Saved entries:
-*-*-
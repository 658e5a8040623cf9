//! Outward request/response surface over the two workflows.

use std::sync::Arc;

use chapterquiz_shared::{
    GenerationResponse, PipelineSettings, QuizError, RowId, UserAnswer, ValidationResponse,
};
use thiserror::Error;
use tracing::{error, info, instrument, warn};

use crate::graph::{GraphOutcome, SilentObserver, StepObserver};
use crate::state::{ApiResponse, WorkflowState};
use crate::workflows::{Collaborators, Pipelines};

/// A question generation request.
///
/// Exactly one of `file_content` and `s3_url` must be set.
#[derive(Debug, Clone, Default)]
pub struct GenerateRequest {
    pub book_id: String,
    pub user_id: String,
    pub file_content: Option<Vec<u8>>,
    pub s3_url: Option<String>,
    /// Optional cap on the returned list, never above the configured maximum.
    pub total_questions: Option<usize>,
}

#[derive(Debug, Clone, Default)]
pub struct ValidateRequest {
    pub user_id: String,
    pub row_id: String,
    pub list: Vec<UserAnswer>,
}

/// Error returned to callers of [`QuizService`].
#[derive(Debug, Error)]
pub enum ServiceError {
    /// The caller can fix the request. The message is safe to show.
    #[error("{message}")]
    Rejected { kind: &'static str, message: String },

    /// Something failed on our side. Details are logged, not returned.
    #[error("internal error while processing the request")]
    Internal { kind: &'static str },
}

impl ServiceError {
    pub fn kind(&self) -> &'static str {
        match self {
            Self::Rejected { kind, .. } | Self::Internal { kind } => kind,
        }
    }

    pub fn is_rejected(&self) -> bool {
        matches!(self, Self::Rejected { .. })
    }
}

impl From<QuizError> for ServiceError {
    fn from(err: QuizError) -> Self {
        let kind = err.kind();
        if err.is_client_fault() {
            Self::Rejected {
                kind,
                message: err.to_string(),
            }
        } else {
            error!(kind, error = %err, "request failed");
            Self::Internal { kind }
        }
    }
}

/// Entry point for generation and validation requests.
///
/// Graphs are compiled once at construction; the service is cheap to share
/// behind an `Arc` and handles concurrent requests.
pub struct QuizService {
    pipelines: Pipelines,
}

impl QuizService {
    pub fn new(
        collaborators: Collaborators,
        settings: PipelineSettings,
    ) -> chapterquiz_shared::Result<Self> {
        let pipelines = Pipelines::new(&collaborators, &settings)?;
        Ok(Self { pipelines })
    }

    pub async fn generate(&self, request: GenerateRequest) -> Result<GenerationResponse, ServiceError> {
        self.generate_observed(request, &SilentObserver).await
    }

    /// Like [`generate`](Self::generate), reporting step progress to `observer`.
    #[instrument(skip_all, fields(book_id = %request.book_id, user_id = %request.user_id))]
    pub async fn generate_observed(
        &self,
        request: GenerateRequest,
        observer: &dyn StepObserver,
    ) -> Result<GenerationResponse, ServiceError> {
        let book_id = required(&request.book_id, "book_id")?;
        let user_id = required(&request.user_id, "user_id")?;
        if request.total_questions == Some(0) {
            return Err(QuizError::input("total_questions must be at least 1").into());
        }

        let state = WorkflowState {
            book_id: Some(book_id.to_string()),
            user_id: Some(user_id.to_string()),
            file_content: request.file_content.map(Arc::from),
            s3_url: request.s3_url,
            total_questions: request.total_questions,
            ..WorkflowState::default()
        };

        let outcome = self.pipelines.run_generation(state, observer).await;
        match finish(outcome)? {
            ApiResponse::Generation(response) => {
                info!(row_id = %response.row_id, questions = response.list.len(), "generation served");
                Ok(response)
            }
            ApiResponse::Validation(_) => Err(unexpected_response()),
        }
    }

    pub async fn validate(&self, request: ValidateRequest) -> Result<ValidationResponse, ServiceError> {
        self.validate_observed(request, &SilentObserver).await
    }

    #[instrument(skip_all, fields(row_id = %request.row_id, user_id = %request.user_id))]
    pub async fn validate_observed(
        &self,
        request: ValidateRequest,
        observer: &dyn StepObserver,
    ) -> Result<ValidationResponse, ServiceError> {
        let user_id = required(&request.user_id, "user_id")?;
        let row_id = required(&request.row_id, "row_id")?;
        if request.list.is_empty() {
            return Err(QuizError::input("list must contain at least one answer").into());
        }

        let state = WorkflowState {
            user_id: Some(user_id.to_string()),
            row_id: Some(RowId::from(row_id)),
            user_answers_list: request.list,
            ..WorkflowState::default()
        };

        let outcome = self.pipelines.run_validation(state, observer).await;
        match finish(outcome)? {
            ApiResponse::Validation(response) => {
                info!(answers = response.list.len(), "validation served");
                Ok(response)
            }
            ApiResponse::Generation(_) => Err(unexpected_response()),
        }
    }
}

fn required<'a>(value: &'a str, name: &str) -> Result<&'a str, ServiceError> {
    let value = value.trim();
    if value.is_empty() {
        warn!(field = name, "rejecting request with empty identity field");
        return Err(QuizError::input(format!("{name} is required")).into());
    }
    Ok(value)
}

fn finish(outcome: GraphOutcome<WorkflowState>) -> Result<ApiResponse, ServiceError> {
    let state = outcome.into_result()?;
    state.api_response.ok_or_else(|| {
        QuizError::Workflow("run completed without a response".into()).into()
    })
}

fn unexpected_response() -> ServiceError {
    QuizError::Workflow("run produced the wrong response kind".into()).into()
}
-*-*-
Output the records exactly, including every line.

▶ **YOUR SOLUTION**:
repository 658e5a8040623cf9
//! Outward request/response surface over the two workflows.

use std::sync::Arc;

use chapterquiz_shared::{
    GenerationResponse, PipelineSettings, QuizError, RowId, UserAnswer, ValidationResponse,
};
use thiserror::Error;
use tracing::{error, info, instrument, warn};

use crate::graph::{GraphOutcome, SilentObserver, StepObserver};
use crate::state::{ApiResponse, WorkflowState};
use crate::workflows::{Collaborators, Pipelines};

/// A question generation request.
///
/// Exactly one of `file_content` and `s3_url` must be set.
#[derive(Debug, Clone, Default)]
pub struct GenerateRequest {
    pub book_id: String,
    pub user_id: String,
    pub file_content: Option<Vec<u8>>,
    pub s3_url: Option<String>,
    /// Optional cap on the returned list, never above the configured maximum.
    pub total_questions: Option<usize>,
}

#[derive(Debug, Clone, Default)]
pub struct ValidateRequest {
    pub user_id: String,
    pub row_id: String,
    pub list: Vec<UserAnswer>,
}

/// Error returned to callers of [`QuizService`].
#[derive(Debug, Error)]
pub enum ServiceError {
    /// The caller can fix the request. The message is safe to show.
    #[error("{message}")]
    Rejected { kind: &'static str, message: String },

    /// Something failed on our side. Details are logged, not returned.
    #[error("internal error while processing the request")]
    Internal { kind: &'static str },
}

impl ServiceError {
    pub fn kind(&self) -> &'static str {
        match self {
            Self::Rejected { kind, .. } | Self::Internal { kind } => kind,
        }
    }

    pub fn is_rejected(&self) -> bool {
        matches!(self, Self::Rejected { .. })
    }
}

impl From<QuizError> for ServiceError {
    fn from(err: QuizError) -> Self {
        let kind = err.kind();
        if err.is_client_fault() {
            Self::Rejected {
                kind,
                message: err.to_string(),
            }
        } else {
            error!(kind, error = %err, "request failed");
            Self::Internal { kind }
        }
    }
}

/// Entry point for generation and validation requests.
///
/// Graphs are compiled once at construction; the service is cheap to share
/// behind an `Arc` and handles concurrent requests.
pub struct QuizService {
    pipelines: Pipelines,
}

impl QuizService {
    pub fn new(
        collaborators: Collaborators,
        settings: PipelineSettings,
    ) -> chapterquiz_shared::Result<Self> {
        let pipelines = Pipelines::new(&collaborators, &settings)?;
        Ok(Self { pipelines })
    }

    pub async fn generate(&self, request: GenerateRequest) -> Result<GenerationResponse, ServiceError> {
        self.generate_observed(request, &SilentObserver).await
    }

    /// Like [`generate`](Self::generate), reporting step progress to `observer`.
    #[instrument(skip_all, fields(book_id = %request.book_id, user_id = %request.user_id))]
    pub async fn generate_observed(
        &self,
        request: GenerateRequest,
        observer: &dyn StepObserver,
    ) -> Result<GenerationResponse, ServiceError> {
        let book_id = required(&request.book_id, "book_id")?;
        let user_id = required(&request.user_id, "user_id")?;
        if request.total_questions == Some(0) {
            return Err(QuizError::input("total_questions must be at least 1").into());
        }

        let state = WorkflowState {
            book_id: Some(book_id.to_string()),
            user_id: Some(user_id.to_string()),
            file_content: request.file_content.map(Arc::from),
            s3_url: request.s3_url,
            total_questions: request.total_questions,
            ..WorkflowState::default()
        };

        let outcome = self.pipelines.run_generation(state, observer).await;
        match finish(outcome)? {
            ApiResponse::Generation(response) => {
                info!(row_id = %response.row_id, questions = response.list.len(), "generation served");
                Ok(response)
            }
            ApiResponse::Validation(_) => Err(unexpected_response()),
        }
    }

    pub async fn validate(&self, request: ValidateRequest) -> Result<ValidationResponse, ServiceError> {
        self.validate_observed(request, &SilentObserver).await
    }

    #[instrument(skip_all, fields(row_id = %request.row_id, user_id = %request.user_id))]
    pub async fn validate_observed(
        &self,
        request: ValidateRequest,
        observer: &dyn StepObserver,
    ) -> Result<ValidationResponse, ServiceError> {
        let user_id = required(&request.user_id, "user_id")?;
        let row_id = required(&request.row_id, "row_id")?;
        if request.list.is_empty() {
            return Err(QuizError::input("list must contain at least one answer").into());
        }

        let state = WorkflowState {
            user_id: Some(user_id.to_string()),
            row_id: Some(RowId::from(row_id)),
            user_answers_list: request.list,
            ..WorkflowState::default()
        };

        let outcome = self.pipelines.run_validation(state, observer).await;
        match finish(outcome)? {
            ApiResponse::Validation(response) => {
                info!(answers = response.list.len(), "validation served");
                Ok(response)
            }
            ApiResponse::Generation(_) => Err(unexpected_response()),
        }
    }
}

fn required<'a>(value: &'a str, name: &str) -> Result<&'a str, ServiceError> {
    let value = value.trim();
    if value.is_empty() {
        warn!(field = name, "rejecting request with empty identity field");
        return Err(QuizError::input(format!("{name} is required")).into());
    }
    Ok(value)
}

fn finish(outcome: GraphOutcome<WorkflowState>) -> Result<ApiResponse, ServiceError> {
    let state = outcome.into_result()?;
    state.api_response.ok_or_else(|| {
        QuizError::Workflow("run completed without a response".into()).into()
    })
}

fn unexpected_response() -> ServiceError {
    QuizError::Workflow("run produced the wrong response kind".into()).into()
}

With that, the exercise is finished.